As ruínas permaneceram inexploradas até que uma expedição da Universidade de Laval, Quebeque, escavou a antigo Ninfeu entre 1961 e 1963. Descobriu-se que esta estrutura tinha sido destruída por um tremor de terra no século V DC. Partes deste edifício arruinado foram, consequentemente, convertidas numa casa de adoração cristã, enquanto que o resto continuou a servir os cidadãos de Laodiceia como fontes de água.
Existiu na cidade uma igreja cristã no tempo em que a carta de Paulo aos colossensses foi escrita (62 DC) mas, aparentemente, Paulo nunca esteve na cidade (Cl 2:1). É possível que Epafras, um nativo desta cidade vizinha de Colosso, fosse o impulsionador do cristianismo nessa área (caps. Cl 1:7; Cl 4:12). Chegou a Laodiceia uma carta de Paulo, ao mesmo tempo que os colossensses também recebiam uma (cap. Cl 4:16). É provável que esta carta se tenha perdido, tal como aconteceu com outras cartas de Paulo (cf. 1Co 5:11).

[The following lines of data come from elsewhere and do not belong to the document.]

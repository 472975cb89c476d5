//! Persisted task pool document.
//!
//! # Storage layout
//!
//! ```text
//! ~/.taskpool/
//!   config.json     (mode 0600, written atomically)
//! ```
//!
//! Any path may be used instead; a `.yaml` / `.yml` extension selects YAML,
//! everything else is JSON.
//!
//! # API pattern
//!
//! - `load_from(path)` / `save_to(path, …)`: explicit file
//! - `fn_at(home: &Path, …)`: default file under an explicit home; used in tests
//! - `fn(…)`: derives home from `dirs::home_dir()`, delegates to `_at`

use std::path::{Path, PathBuf};

use serde::{Deserialize, Serialize};

use crate::error::{io_err, ConfigError};
use crate::types::{GroupOrder, Task};

pub const CONFIG_DIR: &str = ".taskpool";
pub const CONFIG_FILE: &str = "config.json";
pub const DEFAULT_GROUP_ORDER: &str = "1,2";

/// Flat record of tasks plus group order plus the force-copy flag.
#[derive(Debug, Clone, PartialEq, Eq, Serialize, Deserialize)]
pub struct TaskPoolConfig {
    #[serde(default)]
    pub tasks: Vec<Task>,
    #[serde(default = "default_group_order")]
    pub group_order: String,
    #[serde(default)]
    pub force_copy: bool,
}

fn default_group_order() -> String {
    DEFAULT_GROUP_ORDER.to_string()
}

impl Default for TaskPoolConfig {
    fn default() -> Self {
        Self {
            tasks: Vec::new(),
            group_order: default_group_order(),
            force_copy: false,
        }
    }
}

impl TaskPoolConfig {
    pub fn group_order(&self) -> GroupOrder {
        GroupOrder::parse(&self.group_order)
    }

    /// Store `raw` in its normalized `a,b,c` form.
    pub fn set_group_order(&mut self, raw: &str) {
        self.group_order = GroupOrder::parse(raw).to_string();
    }

    pub fn push_task(&mut self, task: impl Into<Task>) {
        self.tasks.push(task.into());
    }

    pub fn remove_task(&mut self, index: usize) -> Result<Task, ConfigError> {
        if index >= self.tasks.len() {
            return Err(ConfigError::NoSuchTask {
                index,
                len: self.tasks.len(),
            });
        }
        Ok(self.tasks.remove(index))
    }
}

// ---------------------------------------------------------------------------
// 1. Paths
// ---------------------------------------------------------------------------

/// `<home>/.taskpool/config.json`. Pure, no I/O.
pub fn config_path_at(home: &Path) -> PathBuf {
    home.join(CONFIG_DIR).join(CONFIG_FILE)
}

/// `config_path_at` convenience wrapper.
pub fn config_path() -> Result<PathBuf, ConfigError> {
    Ok(config_path_at(&home()?))
}

#[derive(Debug, Clone, Copy, PartialEq, Eq)]
enum Format {
    Json,
    Yaml,
}

fn format_for(path: &Path) -> Format {
    match path.extension().and_then(|e| e.to_str()) {
        Some(ext) if ext.eq_ignore_ascii_case("yaml") || ext.eq_ignore_ascii_case("yml") => {
            Format::Yaml
        }
        _ => Format::Json,
    }
}

// ---------------------------------------------------------------------------
// 2. Load
// ---------------------------------------------------------------------------

/// Load a config file.
///
/// Returns `ConfigError::NotFound` if absent and a parse error carrying the
/// path if malformed.
pub fn load_from(path: &Path) -> Result<TaskPoolConfig, ConfigError> {
    if !path.exists() {
        return Err(ConfigError::NotFound {
            path: path.to_path_buf(),
        });
    }
    let contents = std::fs::read_to_string(path).map_err(|e| io_err(path, e))?;
    match format_for(path) {
        Format::Json => serde_json::from_str(&contents).map_err(|source| ConfigError::ParseJson {
            path: path.to_path_buf(),
            source,
        }),
        Format::Yaml => serde_yaml::from_str(&contents).map_err(|source| ConfigError::ParseYaml {
            path: path.to_path_buf(),
            source,
        }),
    }
}

/// Like [`load_from`], but a missing file yields [`TaskPoolConfig::default`].
pub fn load_or_default_from(path: &Path) -> Result<TaskPoolConfig, ConfigError> {
    match load_from(path) {
        Err(ConfigError::NotFound { .. }) => {
            tracing::debug!("no config at {}, using defaults", path.display());
            Ok(TaskPoolConfig::default())
        }
        other => other,
    }
}

/// Load `<home>/.taskpool/config.json`, defaulting when absent.
pub fn load_at(home: &Path) -> Result<TaskPoolConfig, ConfigError> {
    load_or_default_from(&config_path_at(home))
}

/// `load_at` convenience wrapper.
pub fn load() -> Result<TaskPoolConfig, ConfigError> {
    load_at(&home()?)
}

// ---------------------------------------------------------------------------
// 3. Save (atomic)
// ---------------------------------------------------------------------------

/// Atomically save a config file.
///
/// Write flow: serialize → `<file>.tmp` sibling → `chmod 0600` → `rename`.
/// The parent directory is created if missing.
pub fn save_to(path: &Path, config: &TaskPoolConfig) -> Result<(), ConfigError> {
    let body = match format_for(path) {
        Format::Json => serde_json::to_string_pretty(config)
            .map_err(|e| ConfigError::Serialize(e.to_string()))?,
        Format::Yaml => {
            serde_yaml::to_string(config).map_err(|e| ConfigError::Serialize(e.to_string()))?
        }
    };

    if let Some(parent) = path.parent().filter(|p| !p.as_os_str().is_empty()) {
        std::fs::create_dir_all(parent).map_err(|e| io_err(parent, e))?;
    }

    let file_name = path
        .file_name()
        .map(|n| n.to_string_lossy().into_owned())
        .unwrap_or_else(|| CONFIG_FILE.to_string());
    let tmp_path = path.with_file_name(format!("{file_name}.tmp"));

    std::fs::write(&tmp_path, body).map_err(|e| io_err(&tmp_path, e))?;
    set_file_permissions(&tmp_path)?;
    if let Err(e) = std::fs::rename(&tmp_path, path) {
        let _ = std::fs::remove_file(&tmp_path);
        return Err(io_err(path, e));
    }
    Ok(())
}

/// Save to `<home>/.taskpool/config.json`.
pub fn save_at(home: &Path, config: &TaskPoolConfig) -> Result<(), ConfigError> {
    save_to(&config_path_at(home), config)
}

/// `save_at` convenience wrapper.
pub fn save(config: &TaskPoolConfig) -> Result<(), ConfigError> {
    save_at(&home()?, config)
}

// ---------------------------------------------------------------------------
// Private helpers
// ---------------------------------------------------------------------------

fn home() -> Result<PathBuf, ConfigError> {
    dirs::home_dir().ok_or(ConfigError::HomeNotFound)
}

#[cfg(unix)]
fn set_file_permissions(path: &Path) -> Result<(), ConfigError> {
    use std::os::unix::fs::PermissionsExt;
    std::fs::set_permissions(path, std::fs::Permissions::from_mode(0o600))
        .map_err(|e| io_err(path, e))
}
#[cfg(not(unix))]
fn set_file_permissions(_path: &Path) -> Result<(), ConfigError> {
    Ok(())
}

// ---------------------------------------------------------------------------
// Unit tests
// ---------------------------------------------------------------------------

Desde o tempo de Marcion (150 DC) que se sugere frequentemente que a carta aos efésios é a carta perdida que fora dirigida aos laodicenses porque as palavras “aos santos que estão em Éfeso” (Ef 1:1) são pobremente confirmadas por provas manuscritas. Uma carta apócrifa de Paulo dirigida aos laodicenses, pertencente ao século V DC e existente em traduções latinas e árabes, é composta por uma mistura de passagens das cartas aos gálatas e aos efésios.
Uma das sete cartas, no Apocalipse, é dirigida à igreja de Laodiceia (Ap 3:14-22). As repreensões contidas nesta carta indicam que a igreja não se encontrava muito bem e as referências à riqueza, ao colírio e aos vestidos brancos são explicados por um conhecimento da história da cidade, da sua importância económica e orgulho e dos seus produtos industriais.